Best practices. We've decided to ignore what we've learned in our MBA programs and question every best practice. Best practice is an excuse for not being able to use one's own head and innovate. If we can't justify a best practice, we reinvent it in the context of our organization.
 
Customer is always right. We've decided to put our partners in front of our customers. If a certain customer interaction threatens us, our partners, or what we stand for, we fire the customer. We'd rather not make money than get hurt.
 
Customers don't know what they want. Instead of asking customers what they want, we ask them to tell us about their organization. We then tell our customers what they want. If we disagree with their requirements, we don't take on the assignment.
 
Transparency. We made all information transparent. Everyone knows each other's rates, how much the firm makes, and how much they'll get from profit distribution.
 
Challenges & Solutions
Just like in any organization, finding the right people is hard. We overcame this by posting ads on LinkedIn. These ads outlined our way.

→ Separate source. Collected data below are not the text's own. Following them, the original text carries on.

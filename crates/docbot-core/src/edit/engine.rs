//! EditEngine: the only component that mutates documents.
//!
//! A directive applies only when its search string occurs exactly once in
//! the current file content. Validation and the write happen under a
//! per-file async lock, so two edits to the same file never interleave
//! between read and rename. The store's `write` is atomic; a rejected
//! directive never reaches it.

use std::sync::Arc;

use dashmap::DashMap;
use tokio::sync::Mutex;
use tracing::{debug, info};

use docbot_types::edit::EditDirective;
use docbot_types::error::EditRejection;

use crate::store::DocumentStore;

/// Number of literal, non-overlapping occurrences of `needle` in `haystack`.
pub fn count_occurrences(haystack: &str, needle: &str) -> usize {
    if needle.is_empty() {
        return 0;
    }
    haystack.matches(needle).count()
}

/// Validates and applies edit directives against a `DocumentStore`.
pub struct EditEngine<S> {
    store: Arc<S>,
    locks: DashMap<String, Arc<Mutex<()>>>,
}

impl<S: DocumentStore> EditEngine<S> {
    pub fn new(store: Arc<S>) -> Self {
        Self {
            store,
            locks: DashMap::new(),
        }
    }

    /// Check that `directive` would apply cleanly right now.
    ///
    /// Returns the file's current content on success.
    pub async fn validate(&self, directive: &EditDirective) -> Result<String, EditRejection> {
        check_shape(directive)?;

        if !self.store.projects().iter().any(|p| p.id == directive.project) {
            return Err(EditRejection::UnknownProject(directive.project.clone()));
        }

        let content = self
            .store
            .read(&directive.project, &directive.path)
            .await
            .map_err(|e| match EditRejection::from(e) {
                EditRejection::FileNotFound(_) => EditRejection::FileNotFound(directive.target()),
                other => other,
            })?;

        match count_occurrences(&content, &directive.search) {
            0 => Err(EditRejection::NoMatch(directive.target())),
            1 => Ok(content),
            count => Err(EditRejection::AmbiguousMatch {
                path: directive.target(),
                count,
            }),
        }
    }

    /// Validate and apply one directive, returning the new content.
    ///
    /// Holds the target file's lock from the validating read through the
    /// atomic write.
    pub async fn apply(&self, directive: &EditDirective) -> Result<String, EditRejection> {
        let target = directive.target();
        let lock = self.file_lock(&target);
        let _guard = lock.lock().await;

        let content = match self.validate(directive).await {
            Ok(content) => content,
            Err(rejection) => {
                debug!(target = %target, reason = %rejection, "edit rejected");
                return Err(rejection);
            }
        };

        let updated = content.replacen(&directive.search, &directive.replace, 1);
        self.store
            .write(&directive.project, &directive.path, &updated)
            .await?;

        info!(
            target = %target,
            removed_chars = directive.search.chars().count(),
            inserted_chars = directive.replace.chars().count(),
            "applied edit"
        );
        Ok(updated)
    }

    fn file_lock(&self, target: &str) -> Arc<Mutex<()>> {
        Arc::clone(
            self.locks
                .entry(target.to_string())
                .or_insert_with(|| Arc::new(Mutex::new(())))
                .value(),
        )
    }
}

/// Reject directives that could never apply regardless of file content.
fn check_shape(directive: &EditDirective) -> Result<(), EditRejection> {
    if directive.search.is_empty() {
        return Err(EditRejection::InvalidDirective(
            "search text is empty".to_string(),
        ));
    }
    if !has_markdown_extension(&directive.path) {
        return Err(EditRejection::InvalidDirective(format!(
            "only markdown files can be edited: {}",
            directive.target()
        )));
    }
    let escapes = directive.path.starts_with('/')
        || directive.path.starts_with('\\')
        || directive
            .path
            .split(['/', '\\'])
            .any(|segment| segment.is_empty() || segment == "." || segment == "..");
    if escapes {
        return Err(EditRejection::InvalidDirective(format!(
            "path is outside the project: {}",
            directive.target()
        )));
    }
    Ok(())
}

/// Same rule the corpus listing uses: a `.md` extension in any case.
fn has_markdown_extension(path: &str) -> bool {
    path.rsplit_once('.')
        .is_some_and(|(stem, ext)| !stem.is_empty() && !stem.ends_with('/') && ext.eq_ignore_ascii_case("md"))
}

We responded to almost everyone but selected less than 10% of the respondents.
Benefits & Metrics
There're lots of benefits:
 
1. Lower risks
2. Lower costs
3. Ease of adding or removing people
4. Less legal liability
5. Self-driven organization. No need to motivate.
6. Self-governing organization. Few checks and balances.
7. Positive attitudes. No toxic people.
8. Better competitive position.
9. Great internal communications. Desire of people to innovate and improve. No fear. Trust!
10. Ability to change quickly and at a minimum (if any) cost.
11. Ability to attract great customers and charge premium rates.
12. No leadership. No worry that comes with it.
13. Transparency and all the benefits that come with it.
14. No politics. Everything is a team decision.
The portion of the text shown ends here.